═══ MATERIAL FOR THE TASK

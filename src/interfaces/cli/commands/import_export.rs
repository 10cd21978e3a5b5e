//! Import and export commands

use colored::Colorize;

use crate::interfaces::cli::CliError;
use crate::services::LinkStore;

pub async fn export_links(store: &LinkStore, file_path: Option<String>) -> Result<(), CliError> {
    let snapshot = store.export();
    let content = serde_json::to_string_pretty(&snapshot)
        .map_err(|e| CliError::CommandError(format!("Failed to serialize export: {}", e)))?;

    let Some(path) = file_path else {
        println!("{}", content);
        return Ok(());
    };

    tokio::fs::write(&path, content).await.map_err(|e| {
        CliError::StorageError(format!("Failed to write export file '{}': {}", path, e))
    })?;

    println!(
        "{} Exported {} links and {} images to: {}",
        "✓".bold().green(),
        snapshot.links.link_count().to_string().green(),
        store.images().len().to_string().green(),
        path.cyan()
    );
    Ok(())
}

pub async fn import_links(store: &mut LinkStore, file_path: String) -> Result<(), CliError> {
    let content = tokio::fs::read_to_string(&file_path).await.map_err(|e| {
        CliError::StorageError(format!("Failed to read import file '{}': {}", file_path, e))
    })?;

    let summary = store.import_str(&content).await?;

    println!(
        "{} Imported {} links in {} rows from: {} (format {})",
        "✓".bold().green(),
        summary.links.to_string().green(),
        summary.rows.to_string().green(),
        file_path.cyan(),
        summary.version
    );
    match summary.images {
        Some(count) => println!(
            "{} Replaced uploaded images ({} total)",
            "ℹ".bold().blue(),
            count.to_string().green()
        ),
        None => println!(
            "{} File has no uploaded images, existing images kept",
            "ℹ".bold().blue()
        ),
    }
    Ok(())
}
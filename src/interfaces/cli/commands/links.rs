//! Link management commands

use colored::Colorize;

use crate::interfaces::cli::CliError;
use crate::services::{LinkPatch, LinkStore, Position};
use crate::storage::{IconKind, Link, RawLink};

fn describe(link: &Link) -> String {
    let mut parts = vec![format!(
        "{} -> {}",
        link.name.cyan(),
        link.url.blue().underline()
    )];

    let kind = link.icon.kind();
    let icon = match link.icon.icon_ref() {
        Some(icon_ref) => format!("[{}: {}]", kind, icon_ref),
        None => format!("[{}]", kind),
    };
    parts.push(icon.dimmed().to_string());

    if let Some(color) = link.icon.color() {
        parts.push(color.dimmed().yellow().to_string());
    }
    parts.join(" ")
}

fn parse_kind(kind: &str) -> Result<IconKind, CliError> {
    kind.parse().map_err(CliError::ParseError)
}

pub fn list_links(store: &LinkStore, json: bool) -> Result<(), CliError> {
    let grid = store.grid();

    if json {
        let out = serde_json::to_string_pretty(grid)
            .map_err(|e| CliError::CommandError(format!("Failed to serialize links: {}", e)))?;
        println!("{}", out);
        return Ok(());
    }

    if grid.is_empty() {
        println!("{} No quick links found", "ℹ".bold().blue());
        return Ok(());
    }

    println!("{}", "Quick links:".bold().green());
    for (row_idx, row) in grid.rows().iter().enumerate() {
        println!();
        println!("  {}", format!("Row {}", row_idx).bold());
        for (link_idx, link) in row.iter().enumerate() {
            let pos = Position::new(row_idx, link_idx);
            println!("  {} {}", pos.to_string().magenta(), describe(link));
        }
    }
    println!();
    println!(
        "{} Total {} links in {} rows",
        "ℹ".bold().blue(),
        grid.link_count().to_string().green(),
        grid.row_count().to_string().green()
    );
    Ok(())
}

pub async fn add_link(
    store: &mut LinkStore,
    name: String,
    url: String,
    kind: String,
    icon: Option<String>,
    color: Option<String>,
) -> Result<(), CliError> {
    let kind = parse_kind(&kind)?;
    let raw = RawLink {
        name,
        url,
        kind: kind.to_string(),
        icon_ref: icon,
        color,
    };

    let pos = store.add_link(raw).await?;
    let link = store
        .get_link(pos)
        .ok_or_else(|| CliError::CommandError(format!("Link vanished from {}", pos)))?;

    println!(
        "{} Added link at {}: {}",
        "✓".bold().green(),
        pos.to_string().magenta(),
        describe(link)
    );
    Ok(())
}

#[allow(clippy::too_many_arguments)]
pub async fn update_link(
    store: &mut LinkStore,
    row: usize,
    link: usize,
    name: Option<String>,
    url: Option<String>,
    kind: Option<String>,
    icon: Option<String>,
    color: Option<String>,
) -> Result<(), CliError> {
    let patch = LinkPatch {
        name,
        url,
        kind: kind.as_deref().map(parse_kind).transpose()?,
        icon_ref: icon,
        color,
    };

    let pos = Position::new(row, link);
    let updated = store.update_link(pos, patch).await?;

    println!(
        "{} Updated link at {}: {}",
        "✓".bold().green(),
        pos.to_string().magenta(),
        describe(&updated)
    );
    Ok(())
}

pub async fn remove_link(store: &mut LinkStore, row: usize, link: usize) -> Result<(), CliError> {
    let pos = Position::new(row, link);
    let removed = store.remove_link(pos).await?;

    println!(
        "{} Removed link: {}",
        "✓".bold().green(),
        removed.name.cyan()
    );
    Ok(())
}

pub async fn move_link(
    store: &mut LinkStore,
    from: (usize, usize),
    to: (usize, usize),
    after: bool,
) -> Result<(), CliError> {
    let from = Position::new(from.0, from.1);
    let to = Position::new(to.0, to.1);
    let name = store
        .get_link(from)
        .map(|link| link.name.clone())
        .unwrap_or_default();

    store.move_link(from, to, after).await?;

    println!(
        "{} Moved {} {} {}",
        "✓".bold().green(),
        name.cyan(),
        if after { "after" } else { "before" },
        to.to_string().magenta()
    );
    Ok(())
}

pub async fn clear_links(store: &mut LinkStore, images: bool) -> Result<(), CliError> {
    let count = store.grid().link_count();
    store.clear_all().await;
    println!(
        "{} Removed {} links",
        "✓".bold().green(),
        count.to_string().green()
    );

    if images {
        let image_count = store.images().len();
        store.clear_uploaded_images().await;
        println!(
            "{} Removed {} uploaded images",
            "✓".bold().green(),
            image_count.to_string().green()
        );
    }
    Ok(())
}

══════

▶ [DIRECTIONS FOR THIS TASK] Go through the records above and repeat each one exactly.

▶ [SOLUTION TO THE EXERCISE]
filename src/interfaces/cli/commands/import_export.rs
repository 10cd21978e3a5b5e
//! Import and export commands

use colored::Colorize;

use crate::interfaces::cli::CliError;
use crate::services::LinkStore;

pub async fn export_links(store: &LinkStore, file_path: Option<String>) -> Result<(), CliError> {
    let snapshot = store.export();
    let content = serde_json::to_string_pretty(&snapshot)
        .map_err(|e| CliError::CommandError(format!("Failed to serialize export: {}", e)))?;

    let Some(path) = file_path else {
        println!("{}", content);
        return Ok(());
    };

    tokio::fs::write(&path, content).await.map_err(|e| {
        CliError::StorageError(format!("Failed to write export file '{}': {}", path, e))
    })?;

    println!(
        "{} Exported {} links and {} images to: {}",
        "✓".bold().green(),
        snapshot.links.link_count().to_string().green(),
        store.images().len().to_string().green(),
        path.cyan()
    );
    Ok(())
}

pub async fn import_links(store: &mut LinkStore, file_path: String) -> Result<(), CliError> {
    let content = tokio::fs::read_to_string(&file_path).await.map_err(|e| {
        CliError::StorageError(format!("Failed to read import file '{}': {}", file_path, e))
    })?;

    let summary = store.import_str(&content).await?;

    println!(
        "{} Imported {} links in {} rows from: {} (format {})",
        "✓".bold().green(),
        summary.links.to_string().green(),
        summary.rows.to_string().green(),
        file_path.cyan(),
        summary.version
    );
    match summary.images {
        Some(count) => println!(
            "{} Replaced uploaded images ({} total)",
            "ℹ".bold().blue(),
            count.to_string().green()
        ),
        None => println!(
            "{} File has no uploaded images, existing images kept",
            "ℹ".bold().blue()
        ),
    }
    Ok(())
}
filename src/interfaces/cli/commands/links.rs
//! Link management commands

use colored::Colorize;

use crate::interfaces::cli::CliError;
use crate::services::{LinkPatch, LinkStore, Position};
use crate::storage::{IconKind, Link, RawLink};

fn describe(link: &Link) -> String {
    let mut parts = vec![format!(
        "{} -> {}",
        link.name.cyan(),
        link.url.blue().underline()
    )];

    let kind = link.icon.kind();
    let icon = match link.icon.icon_ref() {
        Some(icon_ref) => format!("[{}: {}]", kind, icon_ref),
        None => format!("[{}]", kind),
    };
    parts.push(icon.dimmed().to_string());

    if let Some(color) = link.icon.color() {
        parts.push(color.dimmed().yellow().to_string());
    }
    parts.join(" ")
}

fn parse_kind(kind: &str) -> Result<IconKind, CliError> {
    kind.parse().map_err(CliError::ParseError)
}

pub fn list_links(store: &LinkStore, json: bool) -> Result<(), CliError> {
    let grid = store.grid();

    if json {
        let out = serde_json::to_string_pretty(grid)
            .map_err(|e| CliError::CommandError(format!("Failed to serialize links: {}", e)))?;
        println!("{}", out);
        return Ok(());
    }

    if grid.is_empty() {
        println!("{} No quick links found", "ℹ".bold().blue());
        return Ok(());
    }

    println!("{}", "Quick links:".bold().green());
    for (row_idx, row) in grid.rows().iter().enumerate() {
        println!();
        println!("  {}", format!("Row {}", row_idx).bold());
        for (link_idx, link) in row.iter().enumerate() {
            let pos = Position::new(row_idx, link_idx);
            println!("  {} {}", pos.to_string().magenta(), describe(link));
        }
    }
    println!();
    println!(
        "{} Total {} links in {} rows",
        "ℹ".bold().blue(),
        grid.link_count().to_string().green(),
        grid.row_count().to_string().green()
    );
    Ok(())
}

pub async fn add_link(
    store: &mut LinkStore,
    name: String,
    url: String,
    kind: String,
    icon: Option<String>,
    color: Option<String>,
) -> Result<(), CliError> {
    let kind = parse_kind(&kind)?;
    let raw = RawLink {
        name,
        url,
        kind: kind.to_string(),
        icon_ref: icon,
        color,
    };

    let pos = store.add_link(raw).await?;
    let link = store
        .get_link(pos)
        .ok_or_else(|| CliError::CommandError(format!("Link vanished from {}", pos)))?;

    println!(
        "{} Added link at {}: {}",
        "✓".bold().green(),
        pos.to_string().magenta(),
        describe(link)
    );
    Ok(())
}

#[allow(clippy::too_many_arguments)]
pub async fn update_link(
    store: &mut LinkStore,
    row: usize,
    link: usize,
    name: Option<String>,
    url: Option<String>,
    kind: Option<String>,
    icon: Option<String>,
    color: Option<String>,
) -> Result<(), CliError> {
    let patch = LinkPatch {
        name,
        url,
        kind: kind.as_deref().map(parse_kind).transpose()?,
        icon_ref: icon,
        color,
    };

    let pos = Position::new(row, link);
    let updated = store.update_link(pos, patch).await?;

    println!(
        "{} Updated link at {}: {}",
        "✓".bold().green(),
        pos.to_string().magenta(),
        describe(&updated)
    );
    Ok(())
}

pub async fn remove_link(store: &mut LinkStore, row: usize, link: usize) -> Result<(), CliError> {
    let pos = Position::new(row, link);
    let removed = store.remove_link(pos).await?;

    println!(
        "{} Removed link: {}",
        "✓".bold().green(),
        removed.name.cyan()
    );
    Ok(())
}

pub async fn move_link(
    store: &mut LinkStore,
    from: (usize, usize),
    to: (usize, usize),
    after: bool,
) -> Result<(), CliError> {
    let from = Position::new(from.0, from.1);
    let to = Position::new(to.0, to.1);
    let name = store
        .get_link(from)
        .map(|link| link.name.clone())
        .unwrap_or_default();

    store.move_link(from, to, after).await?;

    println!(
        "{} Moved {} {} {}",
        "✓".bold().green(),
        name.cyan(),
        if after { "after" } else { "before" },
        to.to_string().magenta()
    );
    Ok(())
}

pub async fn clear_links(store: &mut LinkStore, images: bool) -> Result<(), CliError> {
    let count = store.grid().link_count();
    store.clear_all().await;
    println!(
        "{} Removed {} links",
        "✓".bold().green(),
        count.to_string().green()
    );

    if images {
        let image_count = store.images().len();
        store.clear_uploaded_images().await;
        println!(
            "{} Removed {} uploaded images",
            "✓".bold().green(),
            image_count.to_string().green()
        );
    }
    Ok(())
}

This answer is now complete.